Stored data:
==================================================

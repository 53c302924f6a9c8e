//! # Algorithms Crate
//!
//! Textbook algorithms as pure functions over in-memory inputs.
//!
//! ## Modules
//!
//! - `graph` – Weighted undirected graphs, union-find, minimum spanning trees (Kruskal, Prim)
//! - `pathfinding` – Grid cells and A* search with a Manhattan heuristic
//! - `sorting` – Comparison sorts (quick, merge, heap, insertion, bubble, selection)
//!   and distribution sorts (bucket, radix, counting)
//! - `invariant` – Output checks (`Sorted`, `SpanningTreeOf`)
//! - `config` – Options for the tunable routines
//! - `computation_map` – Catalogue of modules by computation kind
//!
//! ---
//!
//! ## Usage Example
//!
//! ```rust
//! use algorithms::sorting::merge_sort::merge_sort;
//!
//! let sorted = merge_sort(&[3,1,2]);
//! assert_eq!(sorted, vec![1,2,3]);
//! ```
//!
//! ```rust
//! use algorithms::graph::{build_mst, MstStrategy, WeightedGraph};
//!
//! let graph: WeightedGraph<&str, u32> =
//!     [("a", "b", 4), ("b", "c", 1), ("a", "c", 2)].into_iter().collect();
//! let tree = build_mst(&graph, MstStrategy::Prim).unwrap();
//! assert_eq!(tree.total_weight(), 3);
//! ```
//!
//! ```rust
//! use algorithms::pathfinding::{find_path, Cell};
//! use algorithms::pathfinding::grid::open_grid;
//!
//! let cells = open_grid(3, 3);
//! let path = find_path(&Cell::open(0, 0), &Cell::open(2, 2), &cells).unwrap();
//! assert_eq!(path.map(|p| p.len()), Some(5));
//! ```
//!
//! Nothing here logs at info level or above; `tracing` events are
//! emitted at debug/trace for callers that install a subscriber.

pub mod computation_map;
pub mod config;
pub mod error;
pub mod graph;
pub mod invariant;
pub mod pathfinding;
pub mod sorting;

pub use error::{AlgorithmError, Result};
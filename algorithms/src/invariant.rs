//! Invariant checks shared by the graph and sorting modules.

use crate::graph::weighted::{Weight, WeightedGraph};

/// Invariant trait for algorithm output checks
pub trait Invariant<T: ?Sized> {
    fn check(&self, value: &T) -> bool;
}

/// Non-decreasing order.
pub struct Sorted;

impl<T: Ord> Invariant<[T]> for Sorted {
    fn check(&self, value: &[T]) -> bool {
        value.windows(2).all(|w| w[0] <= w[1])
    }
}

impl<T: Ord> Invariant<Vec<T>> for Sorted {
    fn check(&self, value: &Vec<T>) -> bool {
        Sorted.check(value.as_slice())
    }
}

/// Holds when the checked graph is a spanning tree of `source`: same node
/// set, exactly `V - 1` edges, connected, and every tree edge present in
/// `source` with the same weight.
pub struct SpanningTreeOf<'a, N: Ord, W> {
    pub source: &'a WeightedGraph<N, W>,
}

impl<'a, N, W> Invariant<WeightedGraph<N, W>> for SpanningTreeOf<'a, N, W>
where
    N: Ord + Clone + std::fmt::Debug,
    W: Weight,
{
    fn check(&self, tree: &WeightedGraph<N, W>) -> bool {
        let same_nodes = tree.node_count() == self.source.node_count()
            && tree.nodes().all(|n| self.source.contains(n));
        if !same_nodes || tree.edge_count() + 1 != tree.node_count() {
            return false;
        }
        let edges_exist = tree.edges().into_iter().all(|(a, b, w)| {
            self.source.has_edge(a, b, w) || self.source.has_edge(b, a, w)
        });
        // V - 1 edges plus connectivity rules out cycles.
        edges_exist && tree.is_connected()
    }
}

#[cfg(test)]
mod tests {
    use super::*;

    #[test]
    fn sorted_accepts_non_decreasing() {
        assert!(Sorted.check(&[1, 1, 2, 5][..]));
        assert!(Sorted.check(&Vec::<i32>::new()));
        assert!(!Sorted.check(&vec![2, 1]));
    }

    #[test]
    fn spanning_tree_rejects_cycles_and_foreign_edges() {
        let mut graph = WeightedGraph::new();
        graph.add_edge('a', 'b', 1u32);
        graph.add_edge('b', 'c', 2);
        graph.add_edge('a', 'c', 3);

        let mut tree = WeightedGraph::new();
        tree.add_edge('a', 'b', 1u32);
        tree.add_edge('b', 'c', 2);
        assert!(SpanningTreeOf { source: &graph }.check(&tree));

        // right edge count, but one edge is not in the source graph
        let mut foreign = WeightedGraph::new();
        foreign.add_edge('a', 'b', 1u32);
        foreign.add_edge('b', 'c', 7);
        assert!(!SpanningTreeOf { source: &graph }.check(&foreign));

        let mut cyclic = tree.clone();
        cyclic.add_edge('a', 'c', 3);
        assert!(!SpanningTreeOf { source: &graph }.check(&cyclic));
    }
}
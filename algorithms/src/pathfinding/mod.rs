pub mod a_star;
pub mod grid;

pub use a_star::{find_path, find_path_with, manhattan};
pub use grid::{Cell, Coord};
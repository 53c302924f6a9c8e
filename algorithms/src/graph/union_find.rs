//! Disjoint-set forest.
//!
//! Variables:
//!   parent[i] : representative pointer, parent[r] = r for a root r
//!   rank[r]   : upper bound on the height of the tree rooted at r
//!   sets      : number of disjoint sets
//!
//! Equations:
//!   find(x)     = r  such that parent^k(x) = r = parent[r]
//!                 (every visited node is re-pointed at r: path compression)
//!   union(x, y) : attach the lower-rank root under the higher-rank root,
//!                 rank grows by one only when both ranks are equal
//!   amortised cost per operation = O(alpha(N))

pub struct DisjointSet {
    parent: Vec<usize>,
    rank: Vec<u8>,
    sets: usize,
}

impl DisjointSet {
    /// `n` singleton sets `{0}, {1}, ..., {n-1}`.
    pub fn new(n: usize) -> Self {
        Self {
            parent: (0..n).collect(),
            rank: vec![0; n],
            sets: n,
        }
    }

    pub fn set_count(&self) -> usize {
        self.sets
    }

    pub fn find(&mut self, x: usize) -> usize {
        let mut root = x;
        while self.parent[root] != root {
            root = self.parent[root];
        }
        let mut cur = x;
        while self.parent[cur] != root {
            let next = self.parent[cur];
            self.parent[cur] = root;
            cur = next;
        }
        root
    }

    /// Merge the sets holding `x` and `y`. Returns false when they were
    /// already the same set.
    pub fn union(&mut self, x: usize, y: usize) -> bool {
        let (rx, ry) = (self.find(x), self.find(y));
        if rx == ry {
            return false;
        }
        match self.rank[rx].cmp(&self.rank[ry]) {
            std::cmp::Ordering::Less => self.parent[rx] = ry,
            std::cmp::Ordering::Greater => self.parent[ry] = rx,
            std::cmp::Ordering::Equal => {
                self.parent[ry] = rx;
                self.rank[rx] += 1;
            }
        }
        self.sets -= 1;
        true
    }

    pub fn same_set(&mut self, x: usize, y: usize) -> bool {
        self.find(x) == self.find(y)
    }
}
//! Runs the pathfinder on the fixed 3x3 demo grid and builds a spanning tree.
//!
//! Run with:
//!   RUST_LOG=debug cargo run --example grid_demo

use algorithms::computation_map::ALGORITHMS_COMPUTATION_MAP;
use algorithms::graph::{build_mst, MstStrategy, WeightedGraph};
use algorithms::pathfinding::find_path;
use algorithms::pathfinding::grid::{find_goal, find_start, parse_grid};
use tracing_subscriber::EnvFilter;

const DEMO_GRID: &str = "
    S#.
    .#.
    ..G
";

fn main() -> Result<(), Box<dyn std::error::Error>> {
    tracing_subscriber::fmt()
        .with_env_filter(
            EnvFilter::try_from_default_env().unwrap_or_else(|_| EnvFilter::new("info")),
        )
        .init();

    println!("=== Algorithms Computation Map ===");
    for (path, kind, determinism) in ALGORITHMS_COMPUTATION_MAP.iter() {
        println!("{:<30} | {:<22} | {:?}", path, kind, determinism);
    }

    // ── 1. A* on the demo grid ───────────────────────────────────────────────
    // walls at (1,0) and (1,1); expected [(0,0),(0,1),(0,2),(1,2),(2,2)]
    let cells = parse_grid(DEMO_GRID)?;
    let start = find_start(&cells).ok_or("demo grid has no start")?;
    let goal = find_goal(&cells).ok_or("demo grid has no goal")?;
    match find_path(start, goal, &cells)? {
        Some(path) => println!("\nA* path: {:?}", path),
        None => println!("\nA* path: none"),
    }

    // ── 2. Spanning trees ────────────────────────────────────────────────────
    let graph: WeightedGraph<&str, u32> = [
        ("A", "B", 2),
        ("A", "C", 3),
        ("B", "C", 1),
        ("B", "D", 1),
        ("C", "D", 4),
    ]
    .into_iter()
    .collect();
    for strategy in [MstStrategy::Kruskal, MstStrategy::Prim] {
        let tree = build_mst(&graph, strategy)?;
        println!("{strategy} MST (weight {}): {:?}", tree.total_weight(), tree.edges());
    }
    Ok(())
}
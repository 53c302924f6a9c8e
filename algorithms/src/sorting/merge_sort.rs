//! Top-down merge sort. Stable: on equal keys the left run wins.

pub fn merge_sort<T: Ord + Clone>(arr: &[T]) -> Vec<T> {
    if arr.len() <= 1 {
        return arr.to_vec();
    }
    let mid = arr.len() / 2;
    merge(merge_sort(&arr[..mid]), merge_sort(&arr[mid..]))
}

fn merge<T: Ord>(left: Vec<T>, right: Vec<T>) -> Vec<T> {
    let mut out = Vec::with_capacity(left.len() + right.len());
    let mut l = left.into_iter().peekable();
    let mut r = right.into_iter().peekable();
    loop {
        let take_left = match (l.peek(), r.peek()) {
            (Some(a), Some(b)) => a <= b,
            (Some(_), None) => true,
            (None, Some(_)) => false,
            (None, None) => break,
        };
        out.extend(if take_left { l.next() } else { r.next() });
    }
    out
}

==================================================

Task prompt:
Which lines in the data hold the string "when"? Copy each of them.

Reply:
/// Holds when the checked graph is a spanning tree of `source`: same node
//!                 rank grows by one only when both ranks are equal
    /// Merge the sets holding `x` and `y`. Returns false when they were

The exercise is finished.